*Problem to work on:*
From the entries, copy each line that includes "TimeDelta".

*Given information:*
▬▬▬

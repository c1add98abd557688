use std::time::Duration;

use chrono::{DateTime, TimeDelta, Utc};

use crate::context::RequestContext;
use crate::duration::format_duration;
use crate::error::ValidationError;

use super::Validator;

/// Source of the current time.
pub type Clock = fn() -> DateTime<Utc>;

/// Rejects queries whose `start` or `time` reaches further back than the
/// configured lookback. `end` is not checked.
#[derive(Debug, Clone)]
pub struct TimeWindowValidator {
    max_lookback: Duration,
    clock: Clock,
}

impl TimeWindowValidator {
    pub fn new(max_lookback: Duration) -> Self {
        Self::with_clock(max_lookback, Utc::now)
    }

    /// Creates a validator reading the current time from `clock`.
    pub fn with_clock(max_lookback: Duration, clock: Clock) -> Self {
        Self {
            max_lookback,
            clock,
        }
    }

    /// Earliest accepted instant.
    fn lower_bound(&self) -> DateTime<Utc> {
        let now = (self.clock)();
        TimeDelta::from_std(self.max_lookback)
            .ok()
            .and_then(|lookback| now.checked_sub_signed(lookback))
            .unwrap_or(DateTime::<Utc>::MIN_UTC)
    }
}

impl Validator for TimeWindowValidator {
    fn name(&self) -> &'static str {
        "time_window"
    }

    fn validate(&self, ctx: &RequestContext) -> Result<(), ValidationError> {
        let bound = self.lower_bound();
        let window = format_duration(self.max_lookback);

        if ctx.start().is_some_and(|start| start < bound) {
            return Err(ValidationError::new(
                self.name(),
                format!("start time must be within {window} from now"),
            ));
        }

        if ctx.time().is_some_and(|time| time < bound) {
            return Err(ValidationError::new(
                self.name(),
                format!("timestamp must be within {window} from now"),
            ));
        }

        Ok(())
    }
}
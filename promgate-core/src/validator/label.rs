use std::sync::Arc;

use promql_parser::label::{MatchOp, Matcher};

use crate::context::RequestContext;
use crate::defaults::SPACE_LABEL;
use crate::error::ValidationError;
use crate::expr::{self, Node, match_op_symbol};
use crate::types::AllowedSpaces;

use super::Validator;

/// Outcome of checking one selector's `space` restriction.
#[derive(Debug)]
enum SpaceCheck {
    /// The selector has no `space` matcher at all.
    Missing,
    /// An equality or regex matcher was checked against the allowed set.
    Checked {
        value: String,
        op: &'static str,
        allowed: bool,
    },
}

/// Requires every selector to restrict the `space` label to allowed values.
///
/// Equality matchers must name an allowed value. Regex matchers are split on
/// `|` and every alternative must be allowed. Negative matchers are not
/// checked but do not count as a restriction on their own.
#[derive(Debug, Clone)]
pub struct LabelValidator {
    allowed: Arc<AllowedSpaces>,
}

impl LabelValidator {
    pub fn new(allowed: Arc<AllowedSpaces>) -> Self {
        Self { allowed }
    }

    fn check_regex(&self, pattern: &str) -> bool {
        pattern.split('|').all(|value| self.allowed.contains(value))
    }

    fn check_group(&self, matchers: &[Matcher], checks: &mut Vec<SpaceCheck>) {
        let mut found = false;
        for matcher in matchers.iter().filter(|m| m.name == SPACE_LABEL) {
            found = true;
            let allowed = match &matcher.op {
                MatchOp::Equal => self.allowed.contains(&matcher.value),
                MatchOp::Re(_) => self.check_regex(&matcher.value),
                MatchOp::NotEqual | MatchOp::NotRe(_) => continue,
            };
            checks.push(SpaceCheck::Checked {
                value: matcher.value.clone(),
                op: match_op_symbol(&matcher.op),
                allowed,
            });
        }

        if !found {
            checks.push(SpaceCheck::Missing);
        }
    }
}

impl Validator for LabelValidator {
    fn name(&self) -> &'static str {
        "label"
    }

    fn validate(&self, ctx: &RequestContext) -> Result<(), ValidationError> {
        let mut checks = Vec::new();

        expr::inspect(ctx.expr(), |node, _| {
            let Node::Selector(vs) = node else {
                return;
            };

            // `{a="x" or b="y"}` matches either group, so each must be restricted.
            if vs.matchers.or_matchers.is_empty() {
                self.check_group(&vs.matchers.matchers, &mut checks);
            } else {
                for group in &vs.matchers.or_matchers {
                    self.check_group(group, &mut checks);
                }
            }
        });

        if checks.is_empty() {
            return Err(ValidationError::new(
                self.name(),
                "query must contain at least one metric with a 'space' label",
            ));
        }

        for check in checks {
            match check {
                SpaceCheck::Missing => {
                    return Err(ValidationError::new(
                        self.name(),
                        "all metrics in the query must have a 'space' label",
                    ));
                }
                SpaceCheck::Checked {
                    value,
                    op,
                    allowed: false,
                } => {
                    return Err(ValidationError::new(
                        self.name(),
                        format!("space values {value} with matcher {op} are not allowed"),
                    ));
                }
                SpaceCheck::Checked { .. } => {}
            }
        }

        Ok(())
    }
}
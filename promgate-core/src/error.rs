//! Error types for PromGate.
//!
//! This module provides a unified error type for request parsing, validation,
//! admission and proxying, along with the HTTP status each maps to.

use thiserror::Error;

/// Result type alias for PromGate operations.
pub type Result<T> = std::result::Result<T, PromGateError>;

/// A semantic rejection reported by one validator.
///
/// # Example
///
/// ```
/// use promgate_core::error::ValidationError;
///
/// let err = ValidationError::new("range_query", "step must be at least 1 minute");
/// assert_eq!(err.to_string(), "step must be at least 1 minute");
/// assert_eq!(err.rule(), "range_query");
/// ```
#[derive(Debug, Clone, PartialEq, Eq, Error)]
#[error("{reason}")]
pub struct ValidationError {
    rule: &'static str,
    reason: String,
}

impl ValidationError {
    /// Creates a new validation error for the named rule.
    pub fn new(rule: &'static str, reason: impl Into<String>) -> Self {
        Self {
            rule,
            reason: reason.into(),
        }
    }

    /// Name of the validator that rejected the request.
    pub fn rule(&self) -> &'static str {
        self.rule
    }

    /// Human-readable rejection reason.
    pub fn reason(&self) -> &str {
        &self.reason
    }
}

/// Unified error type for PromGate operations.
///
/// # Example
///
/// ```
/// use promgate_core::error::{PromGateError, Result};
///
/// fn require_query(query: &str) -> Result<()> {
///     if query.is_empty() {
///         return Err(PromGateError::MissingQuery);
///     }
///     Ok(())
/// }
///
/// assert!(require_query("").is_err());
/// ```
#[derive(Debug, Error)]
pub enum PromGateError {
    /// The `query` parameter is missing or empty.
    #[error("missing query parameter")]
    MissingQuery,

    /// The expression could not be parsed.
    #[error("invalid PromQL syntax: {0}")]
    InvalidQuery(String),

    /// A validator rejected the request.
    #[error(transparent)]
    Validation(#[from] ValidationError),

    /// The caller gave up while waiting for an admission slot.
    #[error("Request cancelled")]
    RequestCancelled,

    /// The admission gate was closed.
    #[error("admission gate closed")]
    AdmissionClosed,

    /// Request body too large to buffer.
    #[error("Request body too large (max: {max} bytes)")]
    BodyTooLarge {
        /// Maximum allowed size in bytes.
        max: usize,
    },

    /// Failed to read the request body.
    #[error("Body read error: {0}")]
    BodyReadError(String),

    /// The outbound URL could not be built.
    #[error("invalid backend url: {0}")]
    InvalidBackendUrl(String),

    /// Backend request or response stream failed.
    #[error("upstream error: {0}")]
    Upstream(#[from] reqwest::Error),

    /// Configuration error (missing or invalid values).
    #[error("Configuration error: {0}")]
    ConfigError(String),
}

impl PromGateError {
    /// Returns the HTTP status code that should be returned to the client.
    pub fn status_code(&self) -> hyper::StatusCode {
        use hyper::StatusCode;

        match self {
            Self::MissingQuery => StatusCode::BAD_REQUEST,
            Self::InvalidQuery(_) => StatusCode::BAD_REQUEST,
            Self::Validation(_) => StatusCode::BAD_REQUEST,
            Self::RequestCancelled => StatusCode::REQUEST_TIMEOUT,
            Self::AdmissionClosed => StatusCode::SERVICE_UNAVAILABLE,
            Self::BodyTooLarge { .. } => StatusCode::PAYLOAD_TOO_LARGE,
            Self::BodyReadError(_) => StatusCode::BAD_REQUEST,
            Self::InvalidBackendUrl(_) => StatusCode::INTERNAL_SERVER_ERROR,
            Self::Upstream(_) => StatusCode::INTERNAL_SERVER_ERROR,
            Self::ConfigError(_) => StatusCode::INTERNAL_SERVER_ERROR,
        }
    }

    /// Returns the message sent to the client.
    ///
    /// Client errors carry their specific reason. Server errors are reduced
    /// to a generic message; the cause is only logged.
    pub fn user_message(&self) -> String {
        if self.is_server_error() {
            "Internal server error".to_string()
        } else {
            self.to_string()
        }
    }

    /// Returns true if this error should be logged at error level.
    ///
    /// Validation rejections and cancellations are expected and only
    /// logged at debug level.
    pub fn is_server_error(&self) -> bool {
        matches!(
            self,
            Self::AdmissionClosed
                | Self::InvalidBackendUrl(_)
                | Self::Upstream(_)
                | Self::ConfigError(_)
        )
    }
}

▬▬▬

*Exercise response:*
use chrono::{DateTime, TimeDelta, Utc};
        TimeDelta::from_std(self.max_lookback)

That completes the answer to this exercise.